At some point mortgage rates will rise regardless of the Fed’s manipulations.  The taxpayers will be stuck with massive losses on the Fed’s mortgage backed securities as yields climb and prices plunge.  Banks, as always, will be heavily invested in the wrong asset at the wrong time.  Due to the magic of FASB accounting rules, the banks won’t have to take losses if they do not sell their mortgage backed securities; but neither will they be able to increase lending with capital frozen in underwater mortgages.

The government’s obsession with housing has resulted in the misallocation of untold trillions of dollars.   Meanwhile, urgent human and infrastructure needs of the country are left unfunded.   With the mortgage markets now completely dominated by the government, we can look forward to a continuation of the same failed policies.

Loan Sharks “Salvation” For Many At 2,437% Interest Rates

Loan Sharks: The New Subprime Lenders With A Twist – They Expect To Get Repaid – And Why A Loan At 2,437% Interest Makes Sense

For every loser, there is a winner.  Since the demise of the subprime lending industry, loan sharks have been reaping profits by lending to the same foolish crowd that used to be the target of subprime lenders.

In this country, the new subprime lenders are called payday lenders, who operate legally.  In Britain, the new subprime lenders simply call themselves, well, loan sharks and operate without the courtesy of government sanction.  The Wall Street Journal had an interesting article on loan sharking in the UK that should have been titled – “Why The Foolish Can’t Be Protected From Themselves”.

In a recent report, the U.K. think tank New Local Government Network said it expects the number of people with debts to loan sharks to jump to more than 200,000 in Britain this year, from an estimated 165,000 in 2006. A confluence of indebtedness, poverty and the diminished availability of regulated subprime credit are creating the conditions in which many are borrowing “from nefarious sources,” the report says.

But perhaps no country in the world was more addicted to debt than the U.K. By the end of 2008, the average British household had a debt-to-income ratio of 180% compared with 140% for the average U.S. family, according to the Organization for Economic Cooperation and Development.

That is coming back to haunt the U.K. The number of individual insolvencies rose by almost 30% year-to-year to 33,073 in England and Wales in the second quarter of 2009, the highest level since records began in 1960.

New Lending Lessons For British Borrowers

Apparently, over leveraged U.K. borrowers took every nickel they could from lenders foolish enough to lend to them, oblivious to rate or terms.  The actions of these borrowers could almost be viewed as rational since the money they borrowed and spent that they couldn’t pay back is now being absolved in bankruptcy courts with little repercussions from now defunct lenders.   U.K. borrowers who now have to deal with unlicensed loan sharks are shocked to learn that the loan sharks actually expect to be paid back – or else.

Some consumers are going to loan sharks to fund purchases for items including new televisions, overseas vacations or expensive clothing.

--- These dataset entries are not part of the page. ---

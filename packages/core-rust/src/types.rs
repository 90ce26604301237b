use std::collections::BTreeMap;

use serde::{Deserialize, Serialize};

use crate::lww_map::LWWMap;
use crate::or_map::ORMap;

/// Opaque serialized CRDT record stored in persistence.
#[derive(Debug, Clone, Serialize, Deserialize)]
pub struct StorageValue {
    /// Raw bytes of the serialized CRDT record.
    pub data: Vec<u8>,
}

/// Generic runtime value type for CRDT map entries.
///
/// Mirrors the dynamic value shapes accepted by the TypeScript client
/// (`null | boolean | number | string | Uint8Array | array | object`).
/// `Map` uses a `BTreeMap` so key order is stable across nodes, which matters
/// for the canonical-JSON hashing used by [`crate::or_map::ORMap`]'s Merkle
/// integration.
#[derive(Debug, Clone, PartialEq, Serialize, Deserialize)]
pub enum Value {
    /// Absence of a value, distinct from a missing key.
    Null,
    /// Boolean value.
    Bool(bool),
    /// Signed 64-bit integer.
    Int(i64),
    /// 64-bit floating point.
    Float(f64),
    /// UTF-8 string.
    String(String),
    /// Raw byte string.
    Bytes(Vec<u8>),
    /// Ordered list of values.
    Array(Vec<Value>),
    /// Key-ordered map of values.
    Map(BTreeMap<String, Value>),
}

/// Discriminant for CRDT map types (LWW vs OR).
#[derive(Debug, Clone, Copy, PartialEq, Eq, Serialize, Deserialize)]
pub enum MapType {
    /// Last-Write-Wins Map: conflict resolution by highest timestamp.
    Lww,
    /// Observed-Remove Map: supports concurrent additions with unique tags.
    Or,
}

/// Unified CRDT map abstraction, dispatching to the concrete `LWWMap` or
/// `ORMap` implementation selected at map-creation time.
#[derive(Debug)]
pub enum CrdtMap {
    Lww(LWWMap<Value>),
    Or(ORMap<Value>),
}

impl CrdtMap {
    /// Which CRDT strategy this map uses.
    #[must_use]
    pub fn map_type(&self) -> MapType {
        match self {
            CrdtMap::Lww(_) => MapType::Lww,
            CrdtMap::Or(_) => MapType::Or,
        }
    }
}

/// Authentication principal for multi-tenancy.
#[derive(Debug, Clone, Serialize, Deserialize)]
pub struct Principal {
    /// Unique identifier for the authenticated entity.
    pub id: String,
    /// Roles assigned to this principal for authorization checks.
    pub roles: Vec<String>,
}

#[cfg(test)]
mod tests {
    use super::*;
    use crate::hlc::{SystemClock, HLC};

    #[test]
    fn crdt_map_reports_its_own_strategy() {
        let lww = CrdtMap::Lww(LWWMap::new(HLC::new("n1".to_string(), Box::new(SystemClock))));
        assert_eq!(lww.map_type(), MapType::Lww);

        let or = CrdtMap::Or(ORMap::new(HLC::new("n1".to_string(), Box::new(SystemClock))));
        assert_eq!(or.map_type(), MapType::Or);
    }
}
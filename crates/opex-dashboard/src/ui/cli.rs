use std::path::PathBuf;

use clap::{Parser, Subcommand};

use super::colors::{ColorMode, Colors, ThemeMode};

#[derive(Parser, Debug)]
#[command(name = "opex-dashboard")]
#[command(author, version, about = "Operational dashboards and alarms from OpenAPI specifications")]
#[command(styles = Colors::clap_styles())]
pub struct Cli {
  #[command(subcommand)]
  pub command: Commands,

  /// Control color output
  #[arg(long, value_enum, default_value = "auto", global = true)]
  pub color: ColorMode,

  /// Terminal theme (dark or light background)
  #[arg(long, value_enum, default_value = "auto", global = true)]
  pub theme: ThemeMode,
}

#[derive(Subcommand, Debug)]
pub enum Commands {
  /// List information derived from the configured OpenAPI specification
  List {
    #[command(subcommand)]
    list_command: ListCommands,
  },
  /// Generate a dashboard definition from an OpenAPI specification
  Generate(GenerateCommand),
}

#[derive(clap::Args, Debug)]
pub struct GenerateCommand {
  /// Template type: azure-dashboard or azure-dashboard-raw
  #[arg(short, long, value_name = "TYPE")]
  pub template_type: String,

  /// Path to the YAML configuration file (use - for stdin)
  #[arg(short, long, value_name = "FILE")]
  pub config: String,

  /// Save the template as a package in the given directory (default: current directory)
  #[arg(long, value_name = "PATH", num_args = 0..=1, default_missing_value = ".")]
  pub package: Option<PathBuf>,

  /// Enable verbose output with per-endpoint and per-file detail
  #[arg(short, long, default_value_t = false)]
  pub verbose: bool,

  /// Suppress non-essential output (errors only)
  #[arg(short, long, default_value_t = false, conflicts_with = "verbose")]
  pub quiet: bool,
}

#[derive(Subcommand, Debug)]
pub enum ListCommands {
  /// List the endpoints a dashboard would monitor
  Endpoints {
    /// Path to the YAML configuration file (use - for stdin)
    #[arg(short, long, value_name = "FILE")]
    config: String,
  },
}
//! Render functions turning a [`TemplateContext`](super::context::TemplateContext) into output text.

mod dashboard;
mod terraform;

pub use dashboard::render_dashboard;
pub use terraform::render_terraform;
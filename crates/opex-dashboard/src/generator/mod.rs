pub mod builder;
pub mod context;
pub mod extractor;
pub mod overrides;
pub mod packager;
pub mod queries;
pub mod templates;

pub use builder::{Builder, BuilderType, DashboardSettings, RawDashboardBuilder, create_builder};
pub use context::{Endpoint, EvaluationDefaults, QueryConfig, ResourceType, TemplateContext};
pub use overrides::Overrides;
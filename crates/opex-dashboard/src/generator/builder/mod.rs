//! Builders turn a spec-derived [`TemplateContext`] into an artifact.
//!
//! A builder owns its base properties and a render function. `produce` merges
//! the caller's [`Overrides`] onto a copy of the properties and renders the
//! result; `package` writes the artifact and its companion files to disk when
//! the builder supports it.

mod factory;
mod raw;
mod terraform;

use std::path::{Path, PathBuf};

use async_trait::async_trait;

pub use factory::{BuilderType, DashboardSettings, create_builder};
pub use raw::RawDashboardBuilder;
pub use terraform::TerraformDashboardBuilder;

use super::{context::TemplateContext, overrides::Overrides};
use crate::error::{Error, Result};

pub type TemplateFn = fn(&TemplateContext) -> Result<String>;

/// Render function plus the properties it renders from.
#[derive(Debug, Clone)]
pub struct BuilderBase {
  template: TemplateFn,
  properties: TemplateContext,
}

impl BuilderBase {
  pub fn new(template: TemplateFn, properties: TemplateContext) -> Self {
    Self { template, properties }
  }

  /// Renders the base properties patched with `overrides`.
  ///
  /// The stored properties are left as they were.
  pub fn render(&self, overrides: &Overrides) -> Result<String> {
    let context = overrides.apply_to(&self.properties)?;
    (self.template)(&context)
  }

  pub fn props(&self) -> &TemplateContext {
    &self.properties
  }

  pub fn props_mut(&mut self) -> &mut TemplateContext {
    &mut self.properties
  }
}

#[async_trait]
pub trait Builder: Send {
  /// Type name used in diagnostics.
  fn name(&self) -> &'static str;

  fn produce(&mut self, overrides: &Overrides) -> Result<String>;

  /// Writes the artifact and its companion files under `output`.
  ///
  /// Returns every file written.
  async fn package(&mut self, _output: &Path, _overrides: &Overrides) -> Result<Vec<PathBuf>> {
    Err(Error::InvalidBuilder(format!(
      "Packaging not supported for {}. Only azure-dashboard template type supports packaging.",
      self.name()
    )))
  }

  fn props(&self) -> &TemplateContext;
}
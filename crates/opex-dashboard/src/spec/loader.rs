use std::{ffi::OsStr, path::Path};

use fmmap::tokio::{AsyncMmapFile, AsyncMmapFileExt};
use serde_json::Value;

use crate::error::{Error, Result};

#[derive(Debug, Clone, Copy, PartialEq, Eq, Default)]
pub enum SpecFormat {
  Json,
  Yaml,
  /// No recognizable extension; JSON is tried first, then YAML.
  #[default]
  Unknown,
}

impl SpecFormat {
  #[must_use]
  pub fn from_extension(ext: &str) -> Self {
    match ext.to_ascii_lowercase().as_str() {
      "json" => Self::Json,
      "yaml" | "yml" => Self::Yaml,
      _ => Self::Unknown,
    }
  }

  #[must_use]
  pub fn from_path(path: &Path) -> Self {
    path
      .extension()
      .and_then(OsStr::to_str)
      .map_or(Self::default(), Self::from_extension)
  }

  pub fn parse(self, bytes: &[u8]) -> Result<Value> {
    match self {
      Self::Json => serde_json::from_slice(bytes).map_err(Error::parse),
      Self::Yaml => serde_yaml::from_slice(bytes).map_err(Error::parse),
      Self::Unknown => serde_json::from_slice(bytes)
        .or_else(|_| serde_yaml::from_slice(bytes))
        .map_err(Error::parse),
    }
  }
}

pub struct SpecLoader {
  file: AsyncMmapFile,
  format: SpecFormat,
}

impl SpecLoader {
  pub async fn open(path: &Path) -> Result<Self> {
    let file = AsyncMmapFile::open(path)
      .await
      .map_err(|e| Error::parse(format!("Unable to read {}: {e}", path.display())))?;

    Ok(Self {
      file,
      format: SpecFormat::from_path(path),
    })
  }

  pub fn parse(&self) -> Result<Value> {
    self.format.parse(self.file.as_slice())
  }
}
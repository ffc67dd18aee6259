pub mod generate;
pub mod list;

pub use generate::{GenerateConfig, generate_dashboard};
pub use list::list_endpoints;

use tempfile::NamedTempFile;

use crate::{
  error::Result,
  spec::{SpecResolver, download::remote_url, download_spec},
};

/// Resolver for `oa3_spec`; remote specs are downloaded first.
///
/// The returned temp file must outlive the resolver.
pub(crate) async fn spec_resolver(location: &str) -> Result<(SpecResolver, Option<NamedTempFile>)> {
  let Some(url) = remote_url(location) else {
    return Ok((SpecResolver::new(location), None));
  };

  let file = download_spec(&url).await?;
  let resolver = SpecResolver::new(file.path().display().to_string()).with_base_url(url);
  Ok((resolver, Some(file)))
}
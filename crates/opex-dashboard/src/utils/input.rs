use tokio::io::AsyncReadExt;

/// Location value that selects standard input instead of a file.
pub(crate) const STDIN_LOCATION: &str = "-";

pub(crate) async fn read_stdin() -> std::io::Result<Vec<u8>> {
  let mut buffer = Vec::new();
  tokio::io::stdin().read_to_end(&mut buffer).await?;
  Ok(buffer)
}
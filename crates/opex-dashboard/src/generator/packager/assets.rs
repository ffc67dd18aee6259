//! Fixed Terraform companion files written next to `opex.tf`.

use crate::config::{BackendConfig, EnvironmentConfig};

const TERRAFORM_VERSION: &str = ">=1.1.5";
const AZURERM_VERSION: &str = ">= 3.86.0, <=3.116.0";

fn quoted(value: Option<&str>) -> String {
  value
    .filter(|value| !value.is_empty())
    .map(|value| format!("\"{value}\""))
    .unwrap_or_default()
}

pub fn backend_tfvars(backend: Option<&BackendConfig>) -> String {
  let backend = backend.cloned().unwrap_or_default();
  format!(
    "resource_group_name  = {}
storage_account_name = {}
container_name       = {}
key                  = {}
use_azuread_auth    = \"true\"
",
    quoted(backend.resource_group_name.as_deref()),
    quoted(backend.storage_account_name.as_deref()),
    quoted(backend.container_name.as_deref()),
    quoted(backend.key.as_deref()),
  )
}

pub fn terraform_tfvars(prefix: Option<&str>, env_short: Option<&str>) -> String {
  format!("prefix    = {}\nenv_short = {}\n", quoted(prefix), quoted(env_short))
}

pub fn environment_tfvars(environment: &EnvironmentConfig) -> String {
  terraform_tfvars(environment.prefix.as_deref(), environment.env_short.as_deref())
}

pub fn main_tf() -> String {
  format!(
    r#"terraform {{
  required_version = "{TERRAFORM_VERSION}"

  required_providers {{
    azurerm = {{
      source  = "hashicorp/azurerm"
      version = "{AZURERM_VERSION}"
    }}
  }}

  backend "azurerm" {{}}
}}

provider "azurerm" {{
  features {{}}
}}
"#
  )
}

pub const VARIABLES_TF: &str = r#"variable "prefix" {
  type    = string
  validation {
    condition = (
      length(var.prefix) <= 6
    )
    error_message = "Max length is 6 chars."
  }
}

variable "env_short" {
  type = string
  validation {
    condition = (
      length(var.env_short) <= 1
    )
    error_message = "Max length is 1 chars."
  }
}

variable "tags" {
  type = map(any)
  default = {
    CreatedBy = "Terraform"
  }
}
"#;
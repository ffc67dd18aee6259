use std::sync::LazyLock;

use any_ascii::any_ascii;
use regex::Regex;

static FORBIDDEN_CHARS_RE: LazyLock<Regex> =
  LazyLock::new(|| Regex::new(r#"[{}\[\]()<>@#$%^&*+=|\\;:'",.?/`~]"#).unwrap());

/// Removes punctuation that Azure rejects in resource names.
///
/// Alphanumerics, hyphens, underscores and whitespace are kept as-is.
pub(crate) fn sanitize_name(name: &str) -> String {
  FORBIDDEN_CHARS_RE.replace_all(name, "").into_owned()
}

/// Converts a dashboard display name into the identifier used for Terraform resources.
///
/// # Rules:
/// 1. Transliterates to ASCII.
/// 2. Replaces every space with `_`.
/// 3. Strips the punctuation rejected by [`sanitize_name`].
pub(crate) fn resource_name(display_name: &str) -> String {
  let ascii = any_ascii(display_name);
  sanitize_name(&ascii.replace(' ', "_"))
}

#[cfg(test)]
mod tests {
  use super::*;

  #[test]
  fn test_sanitize_name_strips_punctuation() {
    assert_eq!(sanitize_name("my {api} [v1] (beta)"), "my api v1 beta");
    assert_eq!(sanitize_name("a@b#c$d%e^f&g*h+i=j|k"), "abcdefghijk");
    assert_eq!(sanitize_name(r#"q\u;o:t'e"s,.?/`~"#), "quotes");
  }

  #[test]
  fn test_sanitize_name_keeps_identifier_chars() {
    assert_eq!(sanitize_name("io-app_backend-01"), "io-app_backend-01");
  }

  #[test]
  fn test_resource_name() {
    assert_eq!(resource_name("My Dashboard"), "My_Dashboard");
    assert_eq!(resource_name("PagoPA (Checkout) API"), "PagoPA_Checkout_API");
    assert_eq!(resource_name("Città Servizi"), "Citta_Servizi");
  }
}
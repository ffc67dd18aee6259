//! Kusto query text for the dashboard parts and the scheduled alarms.

mod api_management;
mod app_gateway;

pub use api_management::ApiManagement;
pub use app_gateway::AppGateway;

use itertools::Itertools;

use super::context::{
  DEFAULT_AVAILABILITY_THRESHOLD, DEFAULT_RESPONSE_TIME_THRESHOLD, Endpoint, ResourceType, TemplateContext,
};
use crate::utils::uri_to_regex;

#[derive(Debug, Clone, Copy, PartialEq, Eq)]
pub enum QueryMode {
  /// Keeps only the buckets breaching the threshold.
  Alarm,
  /// Renders the full series for a dashboard part.
  Display,
}

/// One endpoint seen through the render context.
#[derive(Debug, Clone, Copy)]
pub struct QueryContext<'a> {
  pub ctx: &'a TemplateContext,
  pub key: &'a str,
  pub endpoint: &'a Endpoint,
  pub mode: QueryMode,
}

impl<'a> QueryContext<'a> {
  pub fn new(ctx: &'a TemplateContext, key: &'a str, endpoint: &'a Endpoint, mode: QueryMode) -> Self {
    Self {
      ctx,
      key,
      endpoint,
      mode,
    }
  }

  /// Regex matched against the request path: base path plus the endpoint path, or its key.
  #[must_use]
  pub fn uri_pattern(&self) -> String {
    let path = self.endpoint.path.as_deref().unwrap_or(self.key);
    uri_to_regex(&format!("{}{path}", self.ctx.base_path()))
  }

  #[must_use]
  pub fn method(&self) -> Option<&'a str> {
    self.endpoint.method.as_deref()
  }

  #[must_use]
  pub fn availability_threshold(&self) -> f64 {
    self
      .endpoint
      .availability_threshold
      .or(self.ctx.availability_threshold)
      .unwrap_or(DEFAULT_AVAILABILITY_THRESHOLD)
  }

  #[must_use]
  pub fn response_time_threshold(&self) -> f64 {
    self
      .endpoint
      .response_time_threshold
      .or(self.ctx.response_time_threshold)
      .unwrap_or(DEFAULT_RESPONSE_TIME_THRESHOLD)
  }

  /// Leading newline in display mode; alarm queries start on the first line.
  fn lead(&self) -> &'static str {
    match self.mode {
      QueryMode::Alarm => "",
      QueryMode::Display => "\n",
    }
  }

  fn method_filter(&self, column: &str) -> String {
    self
      .method()
      .map(|method| format!("\n| where {column} == \"{method}\""))
      .unwrap_or_default()
  }
}

/// Log schema of the monitored resource.
pub trait QueryDialect: Sync {
  fn availability(&self, query: &QueryContext<'_>) -> String;
  fn response_time(&self, query: &QueryContext<'_>) -> String;
  fn response_codes(&self, query: &QueryContext<'_>) -> String;
}

#[must_use]
pub fn dialect_for(resource_type: ResourceType) -> &'static dyn QueryDialect {
  match resource_type {
    ResourceType::AppGateway => &AppGateway,
    ResourceType::ApiManagement => &ApiManagement,
  }
}

/// Renders the `case(...)` arms bucketing `column` into status categories.
///
/// Every category but the last becomes a `between` arm over the codes it
/// covers (`2XX` covers 200..299, `404` only itself); the last one is the fallback.
/// Configured categories are checked against that shape when the config loads.
fn status_case(column: &str, categories: &[String]) -> String {
  let Some((fallback, arms)) = categories.split_last() else {
    return "  \"\")".to_string();
  };

  let mut case = String::new();
  for category in arms {
    let prefix = category.trim_end_matches(['X', 'x']);
    let width = category.len();
    let low = format!("{prefix:0<width$}");
    let high = format!("{prefix:9<width$}");
    case.push_str(&format!("  {column} between ({low} .. {high}), \"{category}\",\n"));
  }
  case.push_str(&format!("  \"{fallback}\")"));
  case
}

fn hosts_datatable(hosts: &[String]) -> String {
  format!("[{}]", hosts.iter().map(|host| format!("\"{host}\"")).join(", "))
}

#[cfg(test)]
mod tests {
  use pretty_assertions::assert_eq;

  use super::*;

  #[test]
  fn test_status_case_default_categories() {
    let categories = ["1XX", "2XX", "3XX", "4XX", "5XX"].map(String::from);
    assert_eq!(
      status_case("httpStatus_d", &categories),
      concat!(
        "  httpStatus_d between (100 .. 199), \"1XX\",\n",
        "  httpStatus_d between (200 .. 299), \"2XX\",\n",
        "  httpStatus_d between (300 .. 399), \"3XX\",\n",
        "  httpStatus_d between (400 .. 499), \"4XX\",\n",
        "  \"5XX\")",
      )
    );
  }

  #[test]
  fn test_status_case_custom_categories() {
    let categories = ["2XX", "404", "other"].map(String::from);
    assert_eq!(
      status_case("responseCode_d", &categories),
      concat!(
        "  responseCode_d between (200 .. 299), \"2XX\",\n",
        "  responseCode_d between (404 .. 404), \"404\",\n",
        "  \"other\")",
      )
    );
  }

  #[test]
  fn test_hosts_datatable() {
    let hosts = vec!["a.example.com".to_string(), "b.example.com".to_string()];
    assert_eq!(hosts_datatable(&hosts), r#"["a.example.com", "b.example.com"]"#);
    assert_eq!(hosts_datatable(&[]), "[]");
    assert_eq!(hosts_datatable(&["api.example.com:8443".to_string()]), r#"["api.example.com:8443"]"#);
  }

  #[test]
  fn test_thresholds_fall_back_to_context_then_defaults() {
    let ctx = TemplateContext {
      response_time_threshold: Some(2.5),
      ..TemplateContext::default()
    };
    let endpoint = Endpoint {
      availability_threshold: Some(0.9),
      ..Endpoint::default()
    };
    let query = QueryContext::new(&ctx, "/users", &endpoint, QueryMode::Display);
    assert_eq!(query.availability_threshold(), 0.9);
    assert_eq!(query.response_time_threshold(), 2.5);

    let empty = TemplateContext::default();
    let bare = Endpoint::default();
    let query = QueryContext::new(&empty, "/users", &bare, QueryMode::Alarm);
    assert_eq!(query.availability_threshold(), 0.99);
    assert_eq!(query.response_time_threshold(), 1.0);
  }

  #[test]
  fn test_uri_pattern_uses_base_path_and_explicit_path() {
    let ctx = TemplateContext {
      base_path: Some("/api".to_string()),
      ..TemplateContext::default()
    };
    let endpoint = Endpoint {
      path: Some("/users/{id}".to_string()),
      ..Endpoint::default()
    };
    let query = QueryContext::new(&ctx, "/ignored", &endpoint, QueryMode::Display);
    assert_eq!(query.uri_pattern(), "/api/users/[^/]+$");

    let bare = Endpoint::default();
    let query = QueryContext::new(&ctx, "/health", &bare, QueryMode::Display);
    assert_eq!(query.uri_pattern(), "/api/health$");
  }
}
use std::path::Path;

use validator::Validate;

use super::Config;
use crate::{
  error::{Error, Result},
  utils::{STDIN_LOCATION, read_stdin},
};

/// Reads and validates the configuration at `location` (`-` for stdin).
pub async fn load_config(location: &str) -> Result<Config> {
  let content = if location == STDIN_LOCATION {
    read_stdin().await
  } else {
    tokio::fs::read(Path::new(location)).await
  }
  .map_err(|e| Error::file(location, format!("Failed to read config file: {e}")))?;

  parse_config(&content)
}

pub fn parse_config(content: &[u8]) -> Result<Config> {
  let deserializer = serde_yaml::Deserializer::from_slice(content);
  let config: Config =
    serde_path_to_error::deserialize(deserializer).map_err(|e| Error::config(format!("Invalid configuration: {e}")))?;

  config.validate().map_err(|e| invalid("", &e))?;

  if let Some(endpoints) = config.overrides.as_ref().and_then(|overrides| overrides.endpoints.as_ref()) {
    for (key, endpoint) in endpoints {
      endpoint
        .validate()
        .map_err(|e| invalid(&format!("overrides.endpoints.{key}"), &e))?;
    }
  }
  if let Some(queries) = config.overrides.as_ref().and_then(|overrides| overrides.queries.as_ref()) {
    queries.validate().map_err(|e| invalid("overrides.queries", &e))?;
  }
  if let Some(environments) = config.terraform.as_ref().and_then(|terraform| terraform.environments.as_ref()) {
    for (name, environment) in environments {
      if let Some(environment) = environment {
        environment
          .validate()
          .map_err(|e| invalid(&format!("terraform.environments.{name}"), &e))?;
      }
    }
  }

  Ok(config)
}

fn invalid(path: &str, errors: &validator::ValidationErrors) -> Error {
  let details = errors.to_string().replace('\n', "; ");
  if path.is_empty() {
    Error::config(format!("Invalid configuration: {details}"))
  } else {
    Error::config(format!("Invalid configuration: {path}: {details}"))
  }
}
use indexmap::IndexMap;
use itertools::Itertools;
use serde_json::Value;
use url::Url;

use super::context::{Endpoint, EvaluationDefaults};
use crate::{
  error::{Error, Result},
  spec::{ResolvedSpec, SpecShape},
  utils::join_paths,
};

const HTTP_METHODS: [&str; 8] = ["delete", "get", "head", "options", "patch", "post", "put", "trace"];

/// Hosts and endpoints derived from a resolved spec.
#[derive(Debug, Clone, Default, PartialEq)]
pub struct Extraction {
  pub hosts: Vec<String>,
  pub endpoints: IndexMap<String, Endpoint>,
}

struct ServerTarget {
  host: Option<String>,
  path_prefix: String,
}

/// Walks the server declarations and path table of `spec`.
///
/// Endpoints are keyed by their full path (server prefix included) in server
/// order, then path order; the first server producing a path wins. Thresholds
/// are copied as given so an unset threshold stays unset.
pub fn extract(
  spec: &ResolvedSpec,
  evaluation: &EvaluationDefaults,
  availability_threshold: Option<f64>,
  response_time_threshold: Option<f64>,
) -> Result<Extraction> {
  let shape = SpecShape::detect(spec)?;
  let targets = shape
    .server_urls()
    .iter()
    .map(String::as_str)
    .map(parse_server)
    .collect::<Result<Vec<_>>>()?;

  let hosts = targets
    .iter()
    .filter_map(|target| target.host.clone())
    .unique()
    .collect::<Vec<_>>();
  if hosts.is_empty() {
    return Err(Error::config(
      "OpenAPI spec servers declare no host. Use absolute server URLs or override \"hosts\".",
    ));
  }

  let defaults = Endpoint::with_defaults(evaluation, availability_threshold, response_time_threshold);
  let mut endpoints = IndexMap::new();
  for target in &targets {
    for (path, item) in shape.paths() {
      if !declares_operation(item) {
        continue;
      }
      endpoints
        .entry(join_paths(&target.path_prefix, path))
        .or_insert_with(|| defaults.clone());
    }
  }

  if endpoints.is_empty() {
    return Err(Error::config(
      "OpenAPI spec declares no HTTP operations. Cannot generate dashboard without endpoints.",
    ));
  }

  Ok(Extraction { hosts, endpoints })
}

fn declares_operation(item: &Value) -> bool {
  item
    .as_object()
    .is_some_and(|operations| operations.keys().any(|key| HTTP_METHODS.contains(&key.to_ascii_lowercase().as_str())))
}

fn parse_server(raw: &str) -> Result<ServerTarget> {
  if raw.starts_with('/') {
    return Ok(ServerTarget {
      host: None,
      path_prefix: raw.split(['?', '#']).next().unwrap_or_default().to_string(),
    });
  }

  let absolute = if raw.starts_with("http://") || raw.starts_with("https://") {
    raw.to_string()
  } else {
    format!("https://{raw}")
  };
  let url = Url::parse(&absolute).map_err(|e| Error::config(format!("Invalid server URL '{raw}': {e}")))?;

  let host = url.host_str().map(|host| match url.port() {
    Some(port) => format!("{host}:{port}"),
    None => host.to_string(),
  });

  Ok(ServerTarget {
    host,
    path_prefix: url.path().to_string(),
  })
}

In mid-2007, Donna Ockerby, a 45-year-old auxiliary nurse in Manchester in northern England, turned to a local loan shark after her hours were cut at work. She borrowed £700 from Johnny “Boy” Kiely to help pay for a wedding dress.

Mr. Kiely, who charged interest rates of up to 2,437%, was jailed earlier this summer for five years for offenses including blackmail and illegal money lending. Ms. Ockerby now lives in a one-bedroom apartment on government benefits. She was moved out of her childhood home by police to protect her. Ms. Ockerby, who says she is on antidepressants, says the decisions to borrow from a loan shark ruined her life.

I’m sorry Ms. Ockerby but you are a financial idiot who deserved to pay the market rate of 2,437% interest.  Did you ever hear of “if you can’t afford it don’t buy it”?  What was the problem with buying or renting a used wedding dress for a fraction of the cost?  Johnny “Boy” Kiely risked his capital, is now in jail and out his £700.  Johnny “Boy” did not ruin your life – you did.